Requirement :: Your response should consist of every line below, reproduced without alteration.
*** Opening of Given records ***
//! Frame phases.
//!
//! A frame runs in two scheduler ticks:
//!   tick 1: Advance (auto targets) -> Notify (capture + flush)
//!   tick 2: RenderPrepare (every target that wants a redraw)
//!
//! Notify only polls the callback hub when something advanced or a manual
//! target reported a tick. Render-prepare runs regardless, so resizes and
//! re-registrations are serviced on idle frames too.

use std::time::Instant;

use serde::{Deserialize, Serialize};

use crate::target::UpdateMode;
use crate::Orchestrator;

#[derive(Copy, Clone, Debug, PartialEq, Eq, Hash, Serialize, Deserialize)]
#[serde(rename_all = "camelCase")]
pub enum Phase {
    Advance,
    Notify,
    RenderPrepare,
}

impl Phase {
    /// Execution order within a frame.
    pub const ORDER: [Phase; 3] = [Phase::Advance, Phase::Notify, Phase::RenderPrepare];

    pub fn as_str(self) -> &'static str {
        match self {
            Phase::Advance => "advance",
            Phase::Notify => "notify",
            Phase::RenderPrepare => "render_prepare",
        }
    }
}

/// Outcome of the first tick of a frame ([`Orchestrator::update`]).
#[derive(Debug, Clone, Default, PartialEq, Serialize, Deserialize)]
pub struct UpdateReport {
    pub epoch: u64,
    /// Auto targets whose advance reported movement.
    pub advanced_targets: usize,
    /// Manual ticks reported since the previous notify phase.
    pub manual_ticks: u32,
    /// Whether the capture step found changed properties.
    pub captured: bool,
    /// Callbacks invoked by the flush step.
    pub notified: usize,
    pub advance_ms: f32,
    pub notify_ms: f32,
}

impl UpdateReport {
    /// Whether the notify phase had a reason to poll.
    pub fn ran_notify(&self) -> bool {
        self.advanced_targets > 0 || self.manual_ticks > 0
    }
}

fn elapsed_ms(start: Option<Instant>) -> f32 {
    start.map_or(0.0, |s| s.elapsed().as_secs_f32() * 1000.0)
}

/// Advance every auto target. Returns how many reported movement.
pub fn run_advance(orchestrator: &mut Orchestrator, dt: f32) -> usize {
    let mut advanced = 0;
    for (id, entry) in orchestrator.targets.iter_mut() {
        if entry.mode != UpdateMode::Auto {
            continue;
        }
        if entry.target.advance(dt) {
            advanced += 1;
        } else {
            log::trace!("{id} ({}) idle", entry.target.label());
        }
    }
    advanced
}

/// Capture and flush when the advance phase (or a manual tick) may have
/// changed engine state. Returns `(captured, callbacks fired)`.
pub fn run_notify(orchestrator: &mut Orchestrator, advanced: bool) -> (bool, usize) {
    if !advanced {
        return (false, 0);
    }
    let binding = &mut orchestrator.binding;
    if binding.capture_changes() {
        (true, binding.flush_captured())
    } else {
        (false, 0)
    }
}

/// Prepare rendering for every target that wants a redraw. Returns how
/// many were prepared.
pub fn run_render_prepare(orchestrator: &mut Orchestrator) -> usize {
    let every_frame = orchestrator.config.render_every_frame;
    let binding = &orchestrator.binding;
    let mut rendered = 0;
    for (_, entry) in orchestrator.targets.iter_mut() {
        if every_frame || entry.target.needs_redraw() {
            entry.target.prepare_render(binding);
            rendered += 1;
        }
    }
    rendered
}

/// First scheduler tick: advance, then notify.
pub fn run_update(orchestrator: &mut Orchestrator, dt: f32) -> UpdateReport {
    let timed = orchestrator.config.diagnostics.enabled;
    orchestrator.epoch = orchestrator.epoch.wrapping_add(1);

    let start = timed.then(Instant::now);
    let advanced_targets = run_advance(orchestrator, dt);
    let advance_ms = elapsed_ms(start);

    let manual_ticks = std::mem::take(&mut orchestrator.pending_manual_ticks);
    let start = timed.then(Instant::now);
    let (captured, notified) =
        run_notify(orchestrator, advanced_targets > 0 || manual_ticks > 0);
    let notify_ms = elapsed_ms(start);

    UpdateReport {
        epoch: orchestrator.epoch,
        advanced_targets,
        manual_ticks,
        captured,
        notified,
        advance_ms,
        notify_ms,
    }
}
*** Close of Given records ***
Expected answer ::
//! Frame phases.
//!
//! A frame runs in two scheduler ticks:
//!   tick 1: Advance (auto targets) -> Notify (capture + flush)
//!   tick 2: RenderPrepare (every target that wants a redraw)
//!
//! Notify only polls the callback hub when something advanced or a manual
//! target reported a tick. Render-prepare runs regardless, so resizes and
//! re-registrations are serviced on idle frames too.

use std::time::Instant;

use serde::{Deserialize, Serialize};

use crate::target::UpdateMode;
use crate::Orchestrator;

#[derive(Copy, Clone, Debug, PartialEq, Eq, Hash, Serialize, Deserialize)]
#[serde(rename_all = "camelCase")]
pub enum Phase {
    Advance,
    Notify,
    RenderPrepare,
}

impl Phase {
    /// Execution order within a frame.
    pub const ORDER: [Phase; 3] = [Phase::Advance, Phase::Notify, Phase::RenderPrepare];

    pub fn as_str(self) -> &'static str {
        match self {
            Phase::Advance => "advance",
            Phase::Notify => "notify",
            Phase::RenderPrepare => "render_prepare",
        }
    }
}

/// Outcome of the first tick of a frame ([`Orchestrator::update`]).
#[derive(Debug, Clone, Default, PartialEq, Serialize, Deserialize)]
pub struct UpdateReport {
    pub epoch: u64,
    /// Auto targets whose advance reported movement.
    pub advanced_targets: usize,
    /// Manual ticks reported since the previous notify phase.
    pub manual_ticks: u32,
    /// Whether the capture step found changed properties.
    pub captured: bool,
    /// Callbacks invoked by the flush step.
    pub notified: usize,
    pub advance_ms: f32,
    pub notify_ms: f32,
}

impl UpdateReport {
    /// Whether the notify phase had a reason to poll.
    pub fn ran_notify(&self) -> bool {
        self.advanced_targets > 0 || self.manual_ticks > 0
    }
}

fn elapsed_ms(start: Option<Instant>) -> f32 {
    start.map_or(0.0, |s| s.elapsed().as_secs_f32() * 1000.0)
}

/// Advance every auto target. Returns how many reported movement.
pub fn run_advance(orchestrator: &mut Orchestrator, dt: f32) -> usize {
    let mut advanced = 0;
    for (id, entry) in orchestrator.targets.iter_mut() {
        if entry.mode != UpdateMode::Auto {
            continue;
        }
        if entry.target.advance(dt) {
            advanced += 1;
        } else {
            log::trace!("{id} ({}) idle", entry.target.label());
        }
    }
    advanced
}

/// Capture and flush when the advance phase (or a manual tick) may have
/// changed engine state. Returns `(captured, callbacks fired)`.
pub fn run_notify(orchestrator: &mut Orchestrator, advanced: bool) -> (bool, usize) {
    if !advanced {
        return (false, 0);
    }
    let binding = &mut orchestrator.binding;
    if binding.capture_changes() {
        (true, binding.flush_captured())
    } else {
        (false, 0)
    }
}

/// Prepare rendering for every target that wants a redraw. Returns how
/// many were prepared.
pub fn run_render_prepare(orchestrator: &mut Orchestrator) -> usize {
    let every_frame = orchestrator.config.render_every_frame;
    let binding = &orchestrator.binding;
    let mut rendered = 0;
    for (_, entry) in orchestrator.targets.iter_mut() {
        if every_frame || entry.target.needs_redraw() {
            entry.target.prepare_render(binding);
            rendered += 1;
        }
    }
    rendered
}

/// First scheduler tick: advance, then notify.
pub fn run_update(orchestrator: &mut Orchestrator, dt: f32) -> UpdateReport {
    let timed = orchestrator.config.diagnostics.enabled;
    orchestrator.epoch = orchestrator.epoch.wrapping_add(1);

    let start = timed.then(Instant::now);
    let advanced_targets = run_advance(orchestrator, dt);
    let advance_ms = elapsed_ms(start);

    let manual_ticks = std::mem::take(&mut orchestrator.pending_manual_ticks);
    let start = timed.then(Instant::now);
    let (captured, notified) =
        run_notify(orchestrator, advanced_targets > 0 || manual_ticks > 0);
    let notify_ms = elapsed_ms(start);

    UpdateReport {
        epoch: orchestrator.epoch,
        advanced_targets,
        manual_ticks,
        captured,
        notified,
        advance_ms,
        notify_ms,
    }
}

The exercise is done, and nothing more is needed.